Task Runner

A Rust service for orchestrating task execution with DAG (Directed Acyclic Graph) dependencies, concurrency control, and webhook-based actions.

Features

DAG Dependencies: Tasks can depend on other tasks, with support for requires_success flag
Cascading Propagation: Failures and cancellations automatically propagate through the dependency chain
Concurrency Control: Limit concurrent task execution per task kind using rules
Webhook Actions: Execute webhooks on task start, success, failure, or cancellation
Task States: Waiting, Pending, Claimed, Running, Success, Failure, Canceled, Paused
DAG Visualization: Built-in web UI for visualizing task DAGs with auto-layout
Batch Updates: Efficient batch update endpoint for high-throughput scenarios
Prometheus Metrics: Built-in observability with custom metrics
Deduplication: Skip duplicate tasks based on metadata fields
Input Validation: Comprehensive validation with detailed error messages
Circuit Breaker: Connection pool resilience with automatic recovery
Distributed Tracing: OpenTelemetry support with OTLP export
SSRF Protection: Webhook URL validation to prevent server-side request forgery
Health Checks: Liveness and readiness probes for Kubernetes deployments

API Endpoints

Health

Health Check

GET /health

Returns database connectivity status and connection pool stats.

Response 200 OK (healthy) or 503 Service Unavailable (degraded):

{
  "status": "ok",
  "database": "healthy",
  "pool_size": 10,
  "pool_idle": 5
}

Readiness Check

GET /ready

Stricter check - verifies pool is not exhausted and a connection can be acquired.

Response 200 OK or 503 Service Unavailable:

{"status": "ready"}

Tasks

Create Tasks

POST /task
Content-Type: application/json

[
  {
    "id": "local-id-1",
    "name": "My Task",
    "kind": "data-processing",
    "timeout": 60,
    "metadata": {"key": "value"},
    "on_start": {
      "kind": "Webhook",
      "params": {
        "url": "https://example.com/webhook",
        "verb": "Post",
        "body": {"optional": "payload"},
        "headers": {"X-Custom": "header"}
      }
    },
    "dependencies": [
      {"id": "local-id-0", "requires_success": true}
    ],
    "on_success": [
      {"kind": "Webhook", "params": {"url": "https://example.com/done", "verb": "Post"}}
    ],
    "on_failure": [
      {"kind": "Webhook", "params": {"url": "https://example.com/failed", "verb": "Post"}}
    ],
    "rules": [
      {
        "type": "Concurency",
        "matcher": {"kind": "data-processing", "status": "Running", "fields": []},
        "max_concurency": 5
      }
    ],
    "dedupe_strategy": [
      {"kind": "data-processing", "status": "Pending", "fields": ["key"]}
    ]
  }
]

Fields:

timeout (seconds): Maximum inactivity time. The task is marked as Failure if last_updated exceeds this duration. Batch counter updates (PUT /task/{id}) refresh last_updated, resetting the timeout clock.

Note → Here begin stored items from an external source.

// ── Cursor ──────────────────────────────────────────────────────────

struct Cursor<'a> {
    data: &'a [u8],
    pos: usize,
    /// Reads past EOF yield zeros instead of errors.
    permissive: bool,
}

impl<'a> Cursor<'a> {
    fn new(data: &'a [u8], pos: usize, permissive: bool) -> Self {
        Self {
            data,
            pos,
            permissive,
        }
    }

    fn eof(&self) -> bool {
        self.pos >= self.data.len()
    }

    fn read_u8(&mut self) -> Result<u8, BitmapError> {
        match self.data.get(self.pos) {
            Some(&b) => {
                self.pos += 1;
                Ok(b)
            }
            None if self.permissive => Ok(0),
            None => Err(BitmapError::TruncatedData),
        }
    }

    fn skip(&mut self, n: usize) {
        self.pos = self.pos.saturating_add(n);
    }

    fn read_exact_bytes(&mut self, buf: &mut [u8]) -> Result<(), BitmapError> {
        let available = self.data.len().saturating_sub(self.pos).min(buf.len());
        if available < buf.len() && !self.permissive {
            return Err(BitmapError::TruncatedData);
        }
        if available > 0 {
            buf[..available].copy_from_slice(&self.data[self.pos..self.pos + available]);
        }
        buf[available..].fill(0);
        self.pos = self.pos.saturating_add(buf.len());
        Ok(())
    }
}

// ── Palette ─────────────────────────────────────────────────────────

struct Palette {
    entries: Vec<Color>,
    validate: bool,
}

impl Palette {
    fn read(data: &[u8], header: &BmpHeader, permissive: bool) -> Result<Self, BitmapError> {
        let entry_size = header.palette_entry_size();
        let mut cursor = Cursor::new(data, header.palette_offset, permissive);
        let mut entries = Vec::with_capacity(header.palette_len);
        let mut raw = [0u8; 4];
        for _ in 0..header.palette_len {
            cursor.read_exact_bytes(&mut raw[..entry_size])?;
            // Stored B, G, R(, reserved); the reserved byte is not alpha.
            entries.push([raw[2], raw[1], raw[0], 255]);
        }
        Ok(Self {
            entries,
            validate: !permissive,
        })
    }

    fn is_empty(&self) -> bool {
        self.entries.is_empty()
    }

    #[inline]
    fn lookup(&self, idx: u8) -> Result<Color, BitmapError> {
        match self.entries.get(usize::from(idx)) {
            Some(&c) => Ok(c),
            None if self.validate => Err(BitmapError::InvalidData(alloc::format!(
                "palette index {idx} out of range (palette has {} entries)",
                self.entries.len()
            ))),
            None => Ok([0, 0, 0, 255]),
        }
    }
}
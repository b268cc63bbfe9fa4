//! BMP codec (internal).
//!
//! Reading accepts every historical header variant, bit depth, and the
//! RLE/bitfields compressions. Writing always emits the canonical layout.
//! Use [`crate::decode_bmp`], [`crate::encode_bmp`], [`crate::inspect_bmp`]
//! or [`crate::DecodeRequest`].

mod decode;
mod encode;
mod header;
mod utils;

pub use decode::BmpPermissiveness;
pub use header::{BmpInfo, BmpMagic, ColorSpace, Compression, DibVersion, Os2Extension};

use alloc::vec::Vec;
use enough::Stop;

use crate::error::BitmapError;
use crate::image::Image;
use crate::limits::Limits;

/// Bytes per stored row, including the padding to a 4-byte boundary.
pub fn row_stride(width: u32, bit_depth: u16) -> usize {
    (width as usize * usize::from(bit_depth)).div_ceil(32) * 4
}

/// Parse and validate headers only.
pub(crate) fn inspect(
    data: &[u8],
    permissiveness: BmpPermissiveness,
) -> Result<BmpInfo, BitmapError> {
    let header = header::parse_headers(data, permissiveness)?;
    Ok(BmpInfo::from(&header))
}

/// Decode to RGBA.
pub(crate) fn decode(
    data: &[u8],
    limits: Option<&Limits>,
    permissiveness: BmpPermissiveness,
    stop: &dyn Stop,
) -> Result<Image, BitmapError> {
    let header = header::parse_headers(data, permissiveness)?;
    if let Some(limits) = limits {
        limits.check_image(header.width, header.height)?;
    }
    stop.check()?;
    decode::decode_pixels(data, &header, permissiveness, stop)
}

/// Encode to the canonical 32-bit layout.
pub(crate) fn encode(image: &Image, stop: &dyn Stop) -> Result<Vec<u8>, BitmapError> {
    encode::encode_bmp(image, stop)
}
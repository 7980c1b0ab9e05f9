// Storage backends for moderation configuration and the audit log.

pub mod in_memory_rule_store;
pub mod json_rule_store;
pub mod sqlite_audit_store;
pub mod sqlite_rule_store;

pub use in_memory_rule_store::InMemoryRuleStore;
pub use json_rule_store::JsonRuleStore;
pub use sqlite_audit_store::SqliteAuditStore;
pub use sqlite_rule_store::SqliteRuleStore;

Response: 201 Created with array of created tasks, includes X-Batch-ID header. If all tasks were deduplicated: 204 No Content with X-Batch-ID header.

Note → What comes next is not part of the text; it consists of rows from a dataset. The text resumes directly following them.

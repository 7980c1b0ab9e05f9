// Maintenance console for the moderation engine.
//
// This binary's job is to:
// 1. Load configuration
// 2. Open and migrate the SQLite database
// 3. Seed whatever the rule tables are missing from the default pack
// 4. Run an interactive loop: each stdin line is checked and its verdict
//    printed, with an audit record written the same way the web layer would
//
// The gallery web layer links against the library; this console exists for
// operators to bootstrap a deployment and sanity-check rule changes.

use anyhow::Result;
use gallery_moderation::core::moderation::{
    AuditService, ContentCategory, ContentFilter, Submitter,
};
use gallery_moderation::infra::moderation::{SqliteAuditStore, SqliteRuleStore};
use std::io::BufRead;

#[tokio::main]
async fn main() -> Result<()> {
    // Initialize logging so we can see what's happening
    tracing_subscriber::fmt::init();

    // Load environment variables from .env file (if it exists)
    dotenv::dotenv().ok();

    // Keep the runtime database in a dedicated folder so the repo root stays tidy.
    let data_dir = std::env::var("MODERATION_DATA_DIR").unwrap_or_else(|_| "data".to_string());
    std::fs::create_dir_all(&data_dir).expect("Failed to create data directory for SQLite files");
    let db_path = format!("{}/moderation.db", data_dir);

    let pool = sqlx::sqlite::SqlitePoolOptions::new()
        .connect(&format!("sqlite://{}?mode=rwc", db_path))
        .await
        .expect("Failed to connect to moderation DB");

    let rule_store = SqliteRuleStore::new(pool.clone());
    rule_store
        .migrate()
        .await
        .expect("Failed to migrate rule tables");
    rule_store.seed_defaults().await?;
    tracing::info!(
        rules = rule_store.rule_count().await?,
        words = rule_store.word_count().await?,
        patterns = rule_store.pattern_count().await?,
        "rule tables ready"
    );

    let audit_store = SqliteAuditStore::new(pool.clone());
    audit_store
        .migrate()
        .await
        .expect("Failed to migrate moderation log");

    let filter = ContentFilter::new(rule_store);
    let audit = AuditService::new(audit_store);

    println!("moderation console ready - type a comment per line, Ctrl-D to exit");

    let stdin = std::io::stdin();
    for line in stdin.lock().lines() {
        let line = line?;
        let verdict = filter.check(&line, ContentCategory::Comment).await?;
        audit
            .record_check(ContentCategory::Comment, &line, &verdict, Submitter::anonymous())
            .await?;

        let matched: Vec<&str> = verdict.matched.iter().map(|m| m.name()).collect();
        println!(
            "{} | clean={} matched={:?}\n  -> {}",
            verdict.outcome, verdict.is_clean, matched, verdict.filtered_text
        );
    }

    let pending = audit.pending_review(10).await?;
    if !pending.is_empty() {
        println!("{} submission(s) waiting for review", pending.len());
    }

    Ok(())
}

On validation failure: 400 Bad Request:

{
  "error": "Validation failed",
  "batch_id": "uuid",
  "details": ["error message 1", "error message 2"]
}

Get Task

GET /task/{task_id}

Response: Full task details with all actions (fetched via single LEFT JOIN query).

{
  "id": "uuid",
  "name": "My Task",
  "kind": "data-processing",
  "status": "Running",
  "timeout": 60,
  "rules": [],
  "metadata": {"key": "value"},
  "actions": [
    {"kind": "Webhook", "trigger": "Start", "params": {"url": "...", "verb": "Post"}}
  ],
  "created_at": "2024-01-01T00:00:00Z",
  "started_at": "2024-01-01T00:00:01Z",
  "ended_at": null,
  "last_updated": "2024-01-01T00:00:01Z",
  "success": 0,
  "failures": 0,
  "failure_reason": null,
  "batch_id": "uuid"
}

List Tasks

GET /task?page=0&page_size=50&status=Running&kind=data-processing&batch_id=uuid&name=my&metadata={"key":"value"}

Query parameters:

page: Page number (default: 0)
page_size: Items per page (default: 50, max: 100)
status: Filter by status (optional)
kind: Filter by kind (substring match, optional)
name: Filter by name (substring match, optional)
batch_id: Filter by batch ID (optional)
metadata: Filter by metadata JSON containment (optional)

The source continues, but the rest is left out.